Of course he knew both that I wasn’t and that my grandfather didn’t know what pizza was. He explained to my grandfather that a food called pizza was oily round bread covered with sour sticky substance called cheese that was stringy and trailed threads to a mouth at every bite. And he added a threat, “You would eat that thing in her small apartment. Can you do that?” My grandfather replied in horror, “Why should I eat such a thing rotten enough to pull threads? I can’t ever go to Tokyo.” That pizza description cleanly stopped my grandfather’s repetitive request.
When I returned home for a visit once, my grandfather asked me a question at dinner time.
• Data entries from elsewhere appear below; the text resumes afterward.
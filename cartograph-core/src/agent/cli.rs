// Subprocess gateway: runs the agent CLI once per prompt.

use std::path::Path;
use std::process::Stdio;
use std::time::{Duration, Instant};

use tokio::process::Command;
use tracing::{debug, warn};

use crate::config::AgentSection;
use crate::error::AgentError;
use crate::prompt::truncate;

use super::{AgentGateway, AgentOutcome, FailureReason};

/// Cap on stderr echoed back in failure details.
const STDERR_DETAIL_LIMIT: usize = 2000;

#[derive(Debug, Clone)]
pub struct CliAgent {
    command: String,
    args: Vec<String>,
    model: Option<String>,
}

impl CliAgent {
    pub fn new(command: impl Into<String>, args: Vec<String>) -> Self {
        Self {
            command: command.into(),
            args,
            model: None,
        }
    }

    #[must_use]
    pub fn with_model(mut self, model: impl Into<String>) -> Self {
        self.model = Some(model.into());
        self
    }

    pub fn from_config(config: &AgentSection) -> Result<Self, AgentError> {
        if config.command.trim().is_empty() {
            return Err(AgentError::Config("agent.command is empty".into()));
        }
        let mut agent = Self::new(config.command.clone(), config.args.clone());
        agent.model.clone_from(&config.model);
        Ok(agent)
    }

    fn build_command(&self, prompt: &str, working_dir: &Path) -> Command {
        let mut cmd = Command::new(&self.command);
        cmd.args(&self.args);
        if let Some(model) = &self.model {
            cmd.arg("--model").arg(model);
        }
        cmd.arg(prompt)
            .current_dir(working_dir)
            .stdin(Stdio::null())
            .stdout(Stdio::piped())
            .stderr(Stdio::piped())
            .kill_on_drop(true);
        cmd
    }
}

#[async_trait::async_trait]
#[allow(clippy::unnecessary_literal_bound)]
impl AgentGateway for CliAgent {
    fn name(&self) -> &str {
        "cli"
    }

    async fn invoke(&self, prompt: &str, working_dir: &Path, timeout: Duration) -> AgentOutcome {
        let start = Instant::now();
        debug!(
            command = %self.command,
            prompt_len = prompt.len(),
            timeout_secs = timeout.as_secs(),
            "Invoking agent CLI"
        );

        let child = match self.build_command(prompt, working_dir).spawn() {
            Ok(child) => child,
            Err(e) => {
                warn!(command = %self.command, error = %e, "Agent CLI failed to spawn");
                return AgentOutcome::failure(
                    FailureReason::ProcessError,
                    format!("failed to spawn {}: {e}", self.command),
                );
            }
        };

        // Dropping the wait future on timeout drops the child, and
        // kill_on_drop terminates it.
        let output = match tokio::time::timeout(timeout, child.wait_with_output()).await {
            Ok(Ok(output)) => output,
            Ok(Err(e)) => {
                return AgentOutcome::failure(
                    FailureReason::ProcessError,
                    format!("failed waiting for {}: {e}", self.command),
                );
            }
            Err(_) => {
                warn!(command = %self.command, timeout_secs = timeout.as_secs(), "Agent CLI timed out");
                return AgentOutcome::failure(
                    FailureReason::Timeout,
                    format!("agent did not finish within {}s", timeout.as_secs()),
                );
            }
        };

        if !output.status.success() {
            let stderr = String::from_utf8_lossy(&output.stderr);
            let stderr = truncate(stderr.trim(), STDERR_DETAIL_LIMIT);
            warn!(command = %self.command, status = %output.status, "Agent CLI exited with failure");
            return AgentOutcome::failure(
                FailureReason::ProcessError,
                format!("{} exited with {}: {stderr}", self.command, output.status),
            );
        }

        debug!(
            bytes = output.stdout.len(),
            duration = ?start.elapsed(),
            "Agent CLI finished"
        );
        AgentOutcome::success(String::from_utf8_lossy(&output.stdout).into_owned())
    }
}

#[cfg(all(test, unix))]
mod tests {
    use super::*;

    fn sh(script: &str) -> CliAgent {
        // `sh -c SCRIPT PROMPT` binds the prompt to $0.
        CliAgent::new("sh", vec!["-c".into(), script.into()])
    }

    #[tokio::test]
    async fn success_returns_stdout_verbatim() {
        let dir = tempfile::tempdir().unwrap();
        let agent = sh("printf 'prompt=%s' \"$0\"");
        let outcome = agent
            .invoke("describe the repo", dir.path(), Duration::from_secs(10))
            .await;
        assert_eq!(outcome, AgentOutcome::success("prompt=describe the repo"));
    }

    #[tokio::test]
    async fn runs_in_working_directory() {
        let dir = tempfile::tempdir().unwrap();
        std::fs::write(dir.path().join("marker.txt"), "here").unwrap();
        let outcome = sh("cat marker.txt")
            .invoke("p", dir.path(), Duration::from_secs(10))
            .await;
        assert_eq!(outcome, AgentOutcome::success("here"));
    }

    #[tokio::test]
    async fn nonzero_exit_is_process_error() {
        let dir = tempfile::tempdir().unwrap();
        let outcome = sh("echo boom >&2; exit 3")
            .invoke("p", dir.path(), Duration::from_secs(10))
            .await;
        match outcome {
            AgentOutcome::Failure { reason, detail } => {
                assert_eq!(reason, FailureReason::ProcessError);
                assert!(detail.contains("boom"), "detail: {detail}");
            }
            AgentOutcome::Success { .. } => panic!("expected failure"),
        }
    }

    #[tokio::test]
    async fn missing_binary_is_process_error() {
        let dir = tempfile::tempdir().unwrap();
        let agent = CliAgent::new("/nonexistent/cartograph-agent", vec![]);
        let outcome = agent.invoke("p", dir.path(), Duration::from_secs(10)).await;
        assert!(matches!(
            outcome,
            AgentOutcome::Failure {
                reason: FailureReason::ProcessError,
                ..
            }
        ));
    }

    #[tokio::test]
    async fn slow_agent_times_out() {
        let dir = tempfile::tempdir().unwrap();
        let start = Instant::now();
        let outcome = sh("sleep 5")
            .invoke("p", dir.path(), Duration::from_millis(200))
            .await;
        assert!(matches!(
            outcome,
            AgentOutcome::Failure {
                reason: FailureReason::Timeout,
                ..
            }
        ));
        assert!(start.elapsed() < Duration::from_secs(4));
    }

    #[test]
    fn model_flag_precedes_prompt() {
        let agent = CliAgent::new("claude", vec!["-p".into()]).with_model("m1");
        let cmd = agent.build_command("hello", Path::new("."));
        let args: Vec<_> = cmd
            .as_std()
            .get_args()
            .map(|a| a.to_string_lossy().into_owned())
            .collect();
        assert_eq!(args, vec!["-p", "--model", "m1", "hello"]);
    }
}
Pointing the four corners of the dining room and drawing invisible lines in the air with his chopsticks, he said, “Your entire apartment is merely about this size, isn’t it?” As I replied it was about right, he asked, “How come you chose to do all what is necessary to live in such a small space and eat stringy rotten foods with threads although you have a spacious house and nice foods here? Is music worth that much? I don’t understand at all.” He looked unconvinced. As for me, while I had a certain amount of hardship, I had a far better life with tasty foods and freedom compared to the one that I had had in this house. Nevertheless, I didn’t utter those words. I said nothing and pour sake for him into his small empty cup, instead.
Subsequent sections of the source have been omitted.